Embora não esteja claro quanto o Citigroup ganhou com o aumento do preço do estoque, uma coisa é certa: por volta de 2015 o banco tinha o controle absoluto do mercado de CDO. Ele negociou cerca de US$ 6 bilhões em títulos com aproximadamente 150 clientes naquele ano, de acordo com uma pessoa familiarizada com a operação. Isso totalizou cerca de US$ 700 milhões em receita, ou 80 por cento do mercado, disse outra pessoa. A soma, mais de 6 por cento do total obtido pelo banco com a negociação de títulos no ano passado, foi grande o suficiente para evitar que a unidade registrasse seu pior desempenho desde antes da crise financeira. A equipe registrou US$ 700 milhões em 2013 e US$ 500 milhões em 2014, disse essa pessoa. Os ganhos ajudaram a maior operação de mercados securitizados executada por Tsesarsky e Perlowitz a empatar no primeiro lugar em Wall Street, de acordo com a Coalition, uma empresa de pesquisa com sede em Londres.

O sucesso de Tsesarsky com a CDO - uma vitória de US$ 2 bilhões sobre a qual Corbat, Forese e outros executivos da diretoria não querem comentar - aponta para o contínuo apetite por risco do Citigroup. O banco mais do que dobrou suas participações de derivativos durante a última década, de acordo com fatos relevantes, e intensificou a negociação de commodities.

Danielle Romero-Apsilos, porta-voz do Citigroup, diz que o banco utiliza "práticas de gerenciamento de risco prudentes" em sua unidade de títulos lastreados por ativos. Mas o segredo que envolve a unidade de Tsesarsky e o histórico de complicados produtos estruturados em Wall Street levantam dúvidas sobre o compromisso de Corbat de tornar a empresa mais segura e mais chata.

"Ninguém tem realmente nenhuma ideia dos riscos que esses bancos estão assumindo e, portanto, da ameaça que eles representam para o sistema financeiro a todo momento", disse Dennis Kelleher, presidente da Better Markets, uma organização sem fins lucrativos que defende a adoção de normas financeiras mais estritas.

Esses riscos podem estar diminuindo, pelo menos para a unidade de CDO, porque continua havendo poucas transações novas e as antigas estão se desmantelando ou rendendo lucros. Para Tsesarsky, isso significa que ele tem muito tempo para meditar sobre os próximos passos durante os mais de seis quilômetros que costuma caminhar entre o trabalho e a casa do Central Park West, onde mora com a esposa, que é rabina, e seus quatro filhos.

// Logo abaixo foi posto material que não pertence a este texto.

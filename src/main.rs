//! # Sales Cleaner entry point
//!
//! ```text
//! main()
//!   ├─> Parse CLI arguments (clap)
//!   ├─> Initialize tracing (stderr, optional log dir)
//!   └─> Load -> clean -> save, then print a preview
//! ```
//!
//! Any I/O failure ends the process with a non-zero exit code and the error
//! chain on stderr, printed once.

#![warn(clippy::all, rust_2018_idioms)]

mod cli;

use anyhow::Result;
use clap::Parser as _;

fn main() -> Result<()> {
    let cli = cli::Cli::parse();

    sales_cleaner::logging::init(cli.log_dir.as_deref())?;

    // The error chain is printed once, by the `Result` returned from main
    cli::run(&cli)
}
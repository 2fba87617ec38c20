//! Numeric coercion and the completeness filter.
//!
//! `price` and `quantity` are parsed as numbers. A column where every cell is
//! an integer stays `Int64`; any other column becomes `Float64`, so a single
//! decimal or unparseable cell makes the whole column floating point. Coercion
//! never fails:
//! anything that isn't a number (`"abc"`, `"free"`, `NaN`, an empty cell)
//! becomes null, and rows holding a null in any present numeric column are
//! then removed. After this stage the numeric columns contain only numbers.

use super::present_columns;
use crate::error::Result;
use polars::prelude::*;

pub const NUMERIC_COLUMNS: [&str; 2] = ["price", "quantity"];

/// Whether every cell of `column` is present and an integer.
fn all_integers(column: &Column) -> Result<bool> {
    if column.null_count() > 0 {
        return Ok(false);
    }
    let dtype = column.dtype();
    if dtype.is_integer() {
        return Ok(true);
    }
    if dtype != &DataType::String {
        return Ok(false);
    }
    let values = column.as_materialized_series().str()?;
    Ok(values
        .into_iter()
        .all(|v| v.is_some_and(|s| s.trim().parse::<i64>().is_ok())))
}

fn coerced_number(name: &str, column: &Column) -> Result<Expr> {
    let dtype = column.dtype();
    let integral = all_integers(column)?;
    if integral && dtype.is_integer() {
        return Ok(col(name));
    }

    let expr = if dtype == &DataType::String {
        col(name).str().strip_chars(lit(NULL))
    } else {
        col(name)
    };

    if integral {
        return Ok(expr.cast(DataType::Int64).alias(name));
    }

    // Non-strict cast: unparseable text turns into null instead of an error
    Ok(expr
        .cast(DataType::Float64)
        .fill_nan(lit(NULL).cast(DataType::Float64))
        .alias(name))
}

/// Casts `price`/`quantity` to numbers and drops incomplete rows.
///
/// When neither column is present the frame is returned unchanged.
///
/// # Errors
///
/// Only fails if the dataframe engine does.
pub fn coerce_numeric_columns(df: DataFrame) -> Result<DataFrame> {
    let targets = present_columns(&df, &NUMERIC_COLUMNS);
    if targets.is_empty() {
        return Ok(df);
    }

    let mut exprs = Vec::with_capacity(targets.len());
    for name in &targets {
        exprs.push(coerced_number(name, df.column(name)?)?);
    }

    let complete = targets
        .iter()
        .map(|name| col(*name).is_not_null())
        .reduce(Expr::and)
        .unwrap_or_else(|| lit(true));

    let rows_before = df.height();
    let out = df.lazy().with_columns(exprs).filter(complete).collect()?;
    tracing::debug!(
        "Dropped {} incomplete rows (missing {})",
        rows_before - out.height(),
        targets.join(" or ")
    );
    Ok(out)
}

#[cfg(test)]
mod tests {
    use super::*;

    fn floats(df: &DataFrame, name: &str) -> anyhow::Result<Vec<Option<f64>>> {
        let series = df.column(name)?.as_materialized_series().clone();
        Ok(series.f64()?.into_iter().collect())
    }

    #[test]
    fn test_unparseable_rows_are_dropped() -> anyhow::Result<()> {
        let df = df!(
            "product_name" => &["Widget", "Gadget", "Gizmo", "Doohickey"],
            "quantity" => &["5", "abc", " 7 ", "2"],
            "price" => &["10", "3", "4.5", "free"]
        )?;

        let out = coerce_numeric_columns(df)?;

        assert_eq!(out.height(), 2);
        assert_eq!(floats(&out, "quantity")?, vec![Some(5.0), Some(7.0)]);
        assert_eq!(floats(&out, "price")?, vec![Some(10.0), Some(4.5)]);
        let products = out.column("product_name")?.as_materialized_series().clone();
        assert_eq!(products.str()?.get(1), Some("Gizmo"));
        Ok(())
    }

    #[test]
    fn test_integer_columns_are_cast() -> anyhow::Result<()> {
        let df = df!("price" => &[Some(1i64), None, Some(-3)])?;
        let out = coerce_numeric_columns(df)?;
        assert_eq!(out.column("price")?.dtype(), &DataType::Float64);
        // Negative values survive; they are the validity filter's concern
        assert_eq!(floats(&out, "price")?, vec![Some(1.0), Some(-3.0)]);
        Ok(())
    }

    #[test]
    fn test_integer_text_stays_integral() -> anyhow::Result<()> {
        let df = df!(
            "product_name" => &["Widget", "Gadget"],
            "quantity" => &["5", " 2 "],
            "price" => &["10", "3.5"]
        )?;

        let out = coerce_numeric_columns(df)?;

        let quantities = out.column("quantity")?.as_materialized_series().clone();
        assert_eq!(quantities.dtype(), &DataType::Int64);
        let kept: Vec<Option<i64>> = quantities.i64()?.into_iter().collect();
        assert_eq!(kept, vec![Some(5), Some(2)]);
        // One decimal makes the whole column floating point
        assert_eq!(floats(&out, "price")?, vec![Some(10.0), Some(3.5)]);
        Ok(())
    }

    #[test]
    fn test_unparseable_cell_makes_column_float() -> anyhow::Result<()> {
        let df = df!("quantity" => &["5", "abc"], "price" => &[10i64, 3])?;
        let out = coerce_numeric_columns(df)?;
        assert_eq!(floats(&out, "quantity")?, vec![Some(5.0)]);
        assert_eq!(out.column("price")?.dtype(), &DataType::Int64);
        Ok(())
    }

    #[test]
    fn test_nan_counts_as_missing() -> anyhow::Result<()> {
        let df = df!("quantity" => &[f64::NAN, 2.0], "price" => &["NaN", "1"])?;
        let out = coerce_numeric_columns(df)?;
        assert_eq!(out.height(), 1);
        assert_eq!(floats(&out, "quantity")?, vec![Some(2.0)]);
        Ok(())
    }

    #[test]
    fn test_without_quantity_only_price_is_required() -> anyhow::Result<()> {
        let df = df!(
            "product_name" => &["Widget", "Gadget"],
            "price" => &["10", "3"]
        )?;
        let out = coerce_numeric_columns(df)?;
        assert_eq!(out.height(), 2);
        assert!(out.column("quantity").is_err());
        Ok(())
    }

    #[test]
    fn test_no_numeric_columns_is_noop() -> anyhow::Result<()> {
        let df = df!("product_name" => &[Some("Widget"), None])?;
        let out = coerce_numeric_columns(df.clone())?;
        assert!(out.equals_missing(&df));
        Ok(())
    }

    #[test]
    fn test_column_order_is_kept() -> anyhow::Result<()> {
        let df = df!("quantity" => &["1"], "category" => &["Toys"], "price" => &["2"])?;
        let out = coerce_numeric_columns(df)?;
        let names: Vec<String> = out.get_columns().iter().map(|c| c.name().to_string()).collect();
        assert_eq!(names, vec!["quantity", "category", "price"]);
        Ok(())
    }
}
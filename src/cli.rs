use anyhow::{Context as _, Result};
use clap::Parser;
use sales_cleaner::config::PipelineConfig;
use sales_cleaner::pipeline::run_pipeline;
use std::path::PathBuf;

#[derive(Parser, Debug)]
#[command(
    name = "sales-cleaner",
    version,
    about = "Clean a raw sales CSV into an analysis-ready table"
)]
pub struct Cli {
    /// Path to a JSON config file. Flags below override its values.
    #[arg(short, long)]
    pub config: Option<PathBuf>,

    /// Raw input file. Defaults to data/raw/sales_data_raw.csv
    #[arg(short, long)]
    pub input: Option<PathBuf>,

    /// Cleaned output file. Defaults to data/processed/sales_data_clean.csv
    #[arg(short, long)]
    pub output: Option<PathBuf>,

    /// Number of cleaned rows to print (0 to disable)
    #[arg(long)]
    pub preview: Option<usize>,

    /// Create the output directory if it doesn't exist
    #[arg(long)]
    pub create_dirs: bool,

    /// Also write rotating log files to this directory
    #[arg(long)]
    pub log_dir: Option<PathBuf>,
}

impl Cli {
    /// Builds the effective config: defaults, then the config file, then flags.
    pub fn pipeline_config(&self) -> Result<PipelineConfig> {
        let mut config = match &self.config {
            Some(path) => PipelineConfig::from_file(path)
                .with_context(|| format!("Failed to load config {}", path.display()))?,
            None => PipelineConfig::default(),
        };

        if let Some(input) = &self.input {
            config.source_path.clone_from(input);
        }
        if let Some(output) = &self.output {
            config.sink_path.clone_from(output);
        }
        if let Some(rows) = self.preview {
            config.preview_rows = rows;
        }
        if self.create_dirs {
            config.create_sink_dir = true;
        }

        config.validate()?;
        Ok(config)
    }
}

#[expect(clippy::print_stdout)]
pub fn run(cli: &Cli) -> Result<()> {
    let config = cli.pipeline_config()?;
    tracing::info!(
        "Cleaning {} -> {}",
        config.source_path.display(),
        config.sink_path.display()
    );

    let report = run_pipeline(&config).context("Cleaning failed")?;

    if config.preview_rows > 0 {
        println!("Cleaning complete. First few rows:");
        println!("{}", report.preview);
    } else {
        println!("Cleaning complete.");
    }
    println!("{}", report.summary());
    Ok(())
}
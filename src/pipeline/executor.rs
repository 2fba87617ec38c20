//! Pipeline execution engine.
//!
//! Runs the four cleaning stages in their fixed order, records the table shape
//! after each one, and wraps the whole thing with loading and saving.

use super::{columns, io, numeric, text, validity};
use crate::config::PipelineConfig;
use crate::error::Result;
use polars::prelude::DataFrame;
use std::fmt;

/// One step of the cleaning chain.
#[derive(Debug, Clone, Copy, PartialEq, Eq)]
pub enum Stage {
    NormalizeColumns,
    TrimText,
    CoerceNumeric,
    RemoveInvalid,
}

impl Stage {
    /// Every stage, in execution order.
    pub const ALL: [Self; 4] = [
        Self::NormalizeColumns,
        Self::TrimText,
        Self::CoerceNumeric,
        Self::RemoveInvalid,
    ];

    pub fn name(self) -> &'static str {
        match self {
            Self::NormalizeColumns => "normalize_columns",
            Self::TrimText => "trim_text",
            Self::CoerceNumeric => "coerce_numeric",
            Self::RemoveInvalid => "remove_invalid",
        }
    }

    /// # Errors
    ///
    /// Propagates the stage's error; only column normalization has a failure
    /// mode of its own (name collisions).
    pub fn apply(self, df: DataFrame) -> Result<DataFrame> {
        match self {
            Self::NormalizeColumns => columns::normalize_columns(df),
            Self::TrimText => text::trim_text_columns(df),
            Self::CoerceNumeric => numeric::coerce_numeric_columns(df),
            Self::RemoveInvalid => validity::remove_invalid_rows(df),
        }
    }
}

impl fmt::Display for Stage {
    fn fmt(&self, f: &mut fmt::Formatter<'_>) -> fmt::Result {
        f.write_str(self.name())
    }
}

/// Row counts around a stage
#[derive(Debug, Clone, PartialEq, Eq)]
pub struct StageReport {
    pub stage: Stage,
    pub rows_in: usize,
    pub rows_out: usize,
}

impl StageReport {
    pub fn rows_removed(&self) -> usize {
        self.rows_in.saturating_sub(self.rows_out)
    }
}

/// Runs every stage over an already loaded table.
///
/// # Errors
///
/// Fails only on a column name collision or an engine error.
pub fn clean_df(df: DataFrame) -> Result<(DataFrame, Vec<StageReport>)> {
    let mut df = df;
    let mut reports = Vec::with_capacity(Stage::ALL.len());

    for stage in Stage::ALL {
        let rows_in = df.height();
        df = stage.apply(df)?;
        let report = StageReport {
            stage,
            rows_in,
            rows_out: df.height(),
        };
        tracing::debug!(
            "Stage {stage}: {} -> {} rows ({} removed)",
            report.rows_in,
            report.rows_out,
            report.rows_removed()
        );
        reports.push(report);
    }

    Ok((df, reports))
}

/// Report generated after a full run
#[derive(Debug, Clone)]
pub struct RunReport {
    /// Number of rows before processing
    pub rows_before: usize,

    /// Number of columns before processing
    pub columns_before: usize,

    /// Number of rows after processing
    pub rows_after: usize,

    /// Number of columns after processing
    pub columns_after: usize,

    /// Shape after each stage, in execution order
    pub stages: Vec<StageReport>,

    /// Leading rows of the cleaned table
    pub preview: DataFrame,

    /// Time taken for execution
    pub duration: std::time::Duration,
}

impl RunReport {
    pub fn rows_removed(&self) -> usize {
        self.rows_before.saturating_sub(self.rows_after)
    }

    /// Create a summary message
    pub fn summary(&self) -> String {
        format!(
            "Cleaned {} rows -> {} rows ({} removed), {} columns, {:.2}s",
            self.rows_before,
            self.rows_after,
            self.rows_removed(),
            self.columns_after,
            self.duration.as_secs_f64()
        )
    }
}

/// Loads the source, cleans it, and writes the sink.
///
/// # Errors
///
/// Returns [`crate::error::CleanError::SourceRead`] before any transformation
/// runs if the source can't be loaded, and
/// [`crate::error::CleanError::SinkWrite`] after cleaning if the sink can't be
/// written.
pub fn run_pipeline(config: &PipelineConfig) -> Result<RunReport> {
    let start = std::time::Instant::now();

    let raw = io::load_df(&config.source_path)?;
    let rows_before = raw.height();
    let columns_before = raw.width();

    let (mut cleaned, stages) = clean_df(raw)?;

    io::save_df(&mut cleaned, &config.sink_path, config.create_sink_dir)?;

    let report = RunReport {
        rows_before,
        columns_before,
        rows_after: cleaned.height(),
        columns_after: cleaned.width(),
        stages,
        preview: cleaned.head(Some(config.preview_rows)),
        duration: start.elapsed(),
    };
    tracing::info!("{}", report.summary());

    Ok(report)
}
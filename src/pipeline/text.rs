//! Whitespace trimming for the text columns.
//!
//! Every cell is first turned into text. Missing cells become the literal
//! text `nan`, the same thing stringifying an absent value produces, so after
//! this stage a text column holds no nulls at all. Trimming runs before
//! numeric coercion and only touches [`TEXT_COLUMNS`], which never overlap
//! with the numeric ones.

use super::present_columns;
use crate::error::Result;
use polars::prelude::*;

pub const TEXT_COLUMNS: [&str; 2] = ["product_name", "category"];

/// Text written in place of a missing cell.
pub const MISSING_TEXT: &str = "nan";

fn trimmed_text(name: &str) -> Expr {
    col(name)
        .cast(DataType::String)
        .fill_null(lit(MISSING_TEXT))
        .str()
        .strip_chars(lit(NULL))
        .alias(name)
}

/// Strips leading/trailing whitespace from `product_name` and `category`.
///
/// Absent columns are skipped.
///
/// # Errors
///
/// Only fails if the dataframe engine does.
pub fn trim_text_columns(df: DataFrame) -> Result<DataFrame> {
    let targets = present_columns(&df, &TEXT_COLUMNS);
    if targets.is_empty() {
        return Ok(df);
    }

    let exprs: Vec<Expr> = targets.into_iter().map(trimmed_text).collect();
    Ok(df.lazy().with_columns(exprs).collect()?)
}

Muitas coisas o mantêm ocupado: ele é membro do conselho de uma sinagoga do Upper West Side que afirma ser a mais antiga congregação judaica dos EUA e ele contribui para causas pró-Israel e judaicas. Uma vez ele comprou passagens de avião para 250 russos que imigravam para Israel e foi com eles na viagem. "As pessoas em Wall Street se tornam cínicas e acham que só o dinheiro é importante na vida", disse ele ao jornal Jewish Week em 1999. "A indiferença realmente me incomoda".

Mesmo assim, Tsesarsky está sempre procurando uma transação lucrativa. "Ele tem essa capacidade de ver o jogo a longo prazo e um tato para o mercado e para saber para onde ele está indo", disse David Finkelstein, ex-colega e executivo sênior do trust de investimento imobiliário Annaly Capital Management. "Quando ele vê uma oportunidade, ele mergulha de cabeça".

Campbell e Griffin cobrem bancos e finanças em Nova York e Londres, respectivamente.